I completed my assigned hour to be on the track early, and before long, it was time to once again gather in front of the stage for a few more speeches prior to the luminaria. The lights in the building went down, and the luminary bags lining the track representing loved ones with cancer glowed with a subdued yet breathtaking hue.

A caregiver and a cancer survivor shared with the relayers this time. Two very different stories were shared. The caregiver told a heartbreaking story of her brother's battle with cancer, which took his life. She shared some of the most painful memories of her young life with the relayers, and ended the speech in tears. The other speaker, a UI student, began his speech with a joke about thinking his cancer was an STD, and kept his story light. And both were inspiring, moving, and appropriate.

The speakers gave way to the luminaria ceremony. After a prolonged moment of silence, the relayers took to the track for a few solemn laps paying tribute to loved ones lost to such a horrible disease. I thought about my Aunt Jan, whose life was taken by cancer in 2005, and I read most of the other illuminated tributes. The quiet contemplation was only broken by the musical group singing in the background and the occasional quiet sobs of relayers.

One might think it would be difficult to just pick up with the energy necessary to continue with Relay after the luminaria ceremony, but the effervescent and omnipresent camaraderie picked everyone up and lifted everyones spirits. My friend Sarah and I even took to the track for 12 laps of jogging. Given how horribly out of shape I was, I didn't think I'd be able to jog for long, but something made my feet light and my lungs flush with fresh oxygen.

As the night carried on, I was continuously impressed by the energetic spirit exemplified by the young relayers. Some slept, and certainly nobody can be blamed for doing so, but many kept walking, kept jogging, kept dancing, kept doing activities to raise money even though they had already raised their quota probably weeks earlier.

And people displayed acts of selflessness throughout the evening. Just being there was an act in itself. But a table set up for people to register as bone marrow donors for cancer patients buzzed with activity throughout the night. I'm embarrassed to admit it, but at first I recoiled at the thought of having a large needle extract marrow from my bones. But peer pressure of the finest quality encouraged me to sign up. My whole team registered, and I'm glad I followed.

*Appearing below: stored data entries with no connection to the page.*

pub mod config;
pub mod error;
pub mod git;
pub mod github;
pub mod llm;
pub mod models;
pub mod progress;

pub use config::{AiConfig, Config, ProviderConfig, ProviderKind};
pub use error::{Error, Result};
pub use git::LocalRepo;
pub use github::GitHubClient;
pub use llm::{Dispatcher, LLMProvider};
pub use progress::Spinner;
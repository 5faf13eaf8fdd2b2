use async_trait::async_trait;
use reqwest::{Response, StatusCode};

use crate::config::ProviderKind;
use crate::error::{Error, Result};

/// A single-turn completion, already resolved against one provider's settings.
#[derive(Debug, Clone, Copy)]
pub struct CompletionRequest<'a> {
    pub prompt: &'a str,
    pub model: &'a str,
    pub temperature: f32,
    pub max_tokens: u32,
    pub verbose: bool,
}

#[async_trait]
pub trait LLMProvider: Send + Sync {
    /// Send the prompt and return the provider's answer as trimmed text.
    async fn complete(&self, request: &CompletionRequest<'_>) -> Result<String>;
    fn kind(&self) -> ProviderKind;
}

/// Reject anything but 200 without touching the body, otherwise read the body
/// as text. Runs while the spinner owns the terminal line, so it logs nothing.
pub(crate) async fn read_body(provider: ProviderKind, response: Response) -> Result<String> {
    let status = response.status();
    if status != StatusCode::OK {
        return Err(Error::ProviderHttp { provider, status });
    }

    Ok(response.text().await?)
}

/// Surface the raw body of a successful call before it is parsed. Must be
/// called after the spinner has stopped.
pub(crate) fn log_raw_body(provider: ProviderKind, body: &str, verbose: bool) {
    if verbose {
        tracing::info!("Raw response from {}: {}", provider, body);
    }
}
use std::fmt;

use serde::{Deserialize, Serialize};

/// `owner/name` of a GitHub repository.
#[derive(Debug, Clone, PartialEq, Eq)]
pub struct RepoSlug {
    pub owner: String,
    pub name: String,
}

impl RepoSlug {
    /// Parse the origin remote URL of a GitHub checkout.
    ///
    /// Accepts `https://github.com/o/r(.git)`, `ssh://git@github.com/o/r.git`
    /// and scp-style `git@github.com:o/r.git`.
    pub fn from_remote_url(url: &str) -> Option<Self> {
        let url = url.trim();
        let path = if let Some((_, rest)) = url.split_once("://") {
            // drop the host, keep the path
            rest.split_once('/')?.1
        } else {
            url.split_once(':')?.1
        };

        let path = path.trim_end_matches('/');
        let path = path.strip_suffix(".git").unwrap_or(path);
        let mut segments = path.rsplit('/');
        let name = segments.next()?;
        let owner = segments.next()?;

        if owner.is_empty() || name.is_empty() {
            return None;
        }

        Some(Self {
            owner: owner.to_string(),
            name: name.to_string(),
        })
    }
}

impl fmt::Display for RepoSlug {
    fn fmt(&self, f: &mut fmt::Formatter<'_>) -> fmt::Result {
        write!(f, "{}/{}", self.owner, self.name)
    }
}

#[derive(Debug, Clone, Deserialize)]
pub struct RepositoryInfo {
    pub default_branch: String,
}

/// Payload of `POST /repos/{owner}/{repo}/pulls`.
#[derive(Debug, Clone, Serialize)]
pub struct NewPullRequest {
    pub title: String,
    pub body: String,
    pub head: String,
    pub base: String,
}

#[derive(Debug, Clone, Deserialize)]
pub struct PullRequest {
    pub number: u64,
    #[serde(default)]
    pub html_url: Option<String>,
}

/// Generated text, before anything is sent to GitHub.
#[derive(Debug, Clone, Default, PartialEq, Eq)]
pub struct PullRequestDraft {
    pub title: Option<String>,
    pub body: Option<String>,
}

Our team fulfilled its mission of having a relayer on the track at all times, and most of the time, we walked in pairs or threes or more. Overall, relay was a great experience for me for two main reasons. First, it was undeniably fun. Spending time with my friends, accomplishing the physical feat of walking countless laps around the track, playing games and eating much too many baked goods are all immensely enjoyable things.

But seeing so many 20-something (and younger, and older) individuals who are all too often pigeonholed as being selfish, uninspired and narcissistic coming together to raise money, awareness and remembrance was remarkable. You can say they only did it because their friends were doing it, or so they could feel good about themselves for one night. You can take that cynical point of view. And really, whatever reason each relayer chose to participate is reason enough, and doesn't require justification. But the sense of togetherness, charity and doing his or her part for the greater good was something I hadn't felt so strongly since being around all the amazing volunteers during the Flood of 2008.

I'm very glad to have been a part of it. And I have no regrets. Well, maybe one regret. I really should have taken part in the "speed dating" activity. But hopefully, there's always next year.